Monday, April 20, 2009

'Everyone Hates DRM'; podcast explains why, and why they shouldn't

There's a new podcast up at the "Intellectual Property Colloquium," the series of podcasts hosted by UCLA Law School professor Doug Lichtman. The topic: "Everyone Hates DRM."

This podcast features interviews with two leading DRM experts, Princeton computer scientist Ed Felten, and the University of Chicago Law School's Randy Picker. Felten, a prominent DRM critic, describes some of the technical details behind DRM techniques including watermarking and fingerprinting, and highlights some of the main anti-DRM arguments, such as concerns about privacy and computer security. And Felten's arguments are bolstered by exerpts of testimony before the Federal Trade Commission by DRM opponents including EFF's Corynne McSherry and Boalt's Jason Schultz.

Lichtman's interview with Picker focuses on a topic that gets much less attention than it deserves: how DRM enables pro-consumer business models. The discussion of how the Microsoft Xbox gaming console's business model -- artificially low console subsidized by a Microsoft-only games -- is particularly interesting. And Picker takes the public's dislike of DRM head-on: "They hate it, but that doesn't mean anything." Picker explains that much of the "hatred" comes from looking only at the downsides of DRM, but ignoring the benefits: fostering business models that would be either more expensive or nonexistent if not for DRM. Listen to the whole thing.

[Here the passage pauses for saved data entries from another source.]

//! Child-process execution with timeouts and bounded output capture.

use std::io::{Read, Write};
use std::process::{Command, ExitStatus, Stdio};
use std::thread;
use std::time::Duration;

use anyhow::{Context, Result, anyhow};
use tracing::{debug, warn};
use wait_timeout::ChildExt;

/// Captured child process output.
#[derive(Debug)]
pub struct CommandOutput {
    pub status: ExitStatus,
    pub stdout: Vec<u8>,
    pub stderr: Vec<u8>,
    pub timed_out: bool,
}

impl CommandOutput {
    /// Combined stdout/stderr, rendered for a log file.
    pub fn render_log(&self) -> String {
        let mut buf = String::new();
        buf.push_str("=== stdout ===\n");
        buf.push_str(&String::from_utf8_lossy(&self.stdout));
        buf.push_str("\n=== stderr ===\n");
        buf.push_str(&String::from_utf8_lossy(&self.stderr));
        if self.timed_out {
            buf.push_str("\n[timed out]\n");
        }
        buf
    }

    /// Tail of the combined output, bounded to `limit` bytes. The tail is
    /// what matters when a test run fails late.
    pub fn combined_tail(&self, limit: usize) -> String {
        let combined = self.render_log();
        if combined.len() <= limit {
            return combined.trim().to_string();
        }
        let mut start = combined.len() - limit;
        while start < combined.len() && !combined.is_char_boundary(start) {
            start += 1;
        }
        format!("[... truncated ...]\n{}", combined[start..].trim())
    }
}

/// Run a command with a timeout, feeding `stdin` if given.
///
/// Stdout and stderr are drained concurrently so a chatty child never
/// deadlocks on a full pipe; at most `output_limit_bytes` of each stream is
/// retained. The child is killed on timeout.
pub fn run_with_timeout(
    mut cmd: Command,
    stdin: Option<&[u8]>,
    timeout: Duration,
    output_limit_bytes: usize,
) -> Result<CommandOutput> {
    cmd.stdin(if stdin.is_some() {
        Stdio::piped()
    } else {
        Stdio::null()
    });
    cmd.stdout(Stdio::piped()).stderr(Stdio::piped());

    debug!(timeout_secs = timeout.as_secs(), "spawning child process");
    let mut child = cmd.spawn().context("spawn command")?;

    if let Some(input) = stdin {
        let mut child_stdin = child
            .stdin
            .take()
            .ok_or_else(|| anyhow!("stdin was not piped"))?;
        child_stdin.write_all(input).context("write stdin")?;
        // Dropping the handle closes the pipe so the child sees EOF.
    }

    let stdout = child
        .stdout
        .take()
        .ok_or_else(|| anyhow!("stdout was not piped"))?;
    let stderr = child
        .stderr
        .take()
        .ok_or_else(|| anyhow!("stderr was not piped"))?;
    let stdout_handle = thread::spawn(move || drain_limited(stdout, output_limit_bytes));
    let stderr_handle = thread::spawn(move || drain_limited(stderr, output_limit_bytes));

    let mut timed_out = false;
    let status = match child.wait_timeout(timeout).context("wait for command")? {
        Some(status) => status,
        None => {
            warn!(timeout_secs = timeout.as_secs(), "command timed out, killing");
            timed_out = true;
            child.kill().context("kill command")?;
            child.wait().context("wait command after kill")?
        }
    };

    let stdout = stdout_handle
        .join()
        .map_err(|_| anyhow!("stdout reader panicked"))?
        .context("read stdout")?;
    let stderr = stderr_handle
        .join()
        .map_err(|_| anyhow!("stderr reader panicked"))?
        .context("read stderr")?;

    debug!(exit_code = ?status.code(), timed_out, "command finished");
    Ok(CommandOutput {
        status,
        stdout,
        stderr,
        timed_out,
    })
}

/// Drain a stream to completion, keeping at most `limit` bytes.
fn drain_limited(mut stream: impl Read, limit: usize) -> std::io::Result<Vec<u8>> {
    let mut kept = Vec::new();
    let mut buf = [0u8; 8192];
    loop {
        let n = stream.read(&mut buf)?;
        if n == 0 {
            return Ok(kept);
        }
        let room = limit.saturating_sub(kept.len());
        kept.extend_from_slice(&buf[..n.min(room)]);
        // Keep reading past the limit so the child never blocks on a full pipe.
    }
}

#[cfg(test)]
mod tests {
    use super::*;

    fn sh(script: &str) -> Command {
        let mut cmd = Command::new("sh");
        cmd.arg("-c").arg(script);
        cmd
    }

    #[test]
    fn captures_stdout_and_exit_status() {
        let out = run_with_timeout(sh("echo hello"), None, Duration::from_secs(5), 1000)
            .expect("run");
        assert!(out.status.success());
        assert!(!out.timed_out);
        assert_eq!(String::from_utf8_lossy(&out.stdout).trim(), "hello");
    }

    #[test]
    fn kills_on_timeout() {
        let out = run_with_timeout(sh("sleep 30"), None, Duration::from_millis(100), 1000)
            .expect("run");
        assert!(out.timed_out);
    }

    #[test]
    fn feeds_stdin() {
        let out = run_with_timeout(sh("cat"), Some(b"ping"), Duration::from_secs(5), 1000)
            .expect("run");
        assert_eq!(String::from_utf8_lossy(&out.stdout), "ping");
    }

    #[test]
    fn bounds_captured_output() {
        let out = run_with_timeout(
            sh("yes x | head -c 100000"),
            None,
            Duration::from_secs(10),
            64,
        )
        .expect("run");
        assert!(out.status.success());
        assert_eq!(out.stdout.len(), 64);
    }

    #[test]
    fn combined_tail_keeps_the_end() {
        let out = run_with_timeout(
            sh("printf 'first\\n'; printf 'last\\n' >&2; exit 1"),
            None,
            Duration::from_secs(5),
            1000,
        )
        .expect("run");
        assert!(!out.status.success());
        let tail = out.combined_tail(4096);
        assert!(tail.contains("first"));
        assert!(tail.contains("last"));
    }
}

CLE credit is available in California, Texas, Illinois, Washington, and reciprocating states.

1 comment:

  1. An excellent presentation; typical of the quality of work I have learned to expect from the IP Colloquium.

    I agree that the discussion with Picker makes some largely ignored points that merit serious consideration. Virtually every discussion concerning DRM lapses into an invective laden diatribe with nary a mention of some of the benefits that it provides.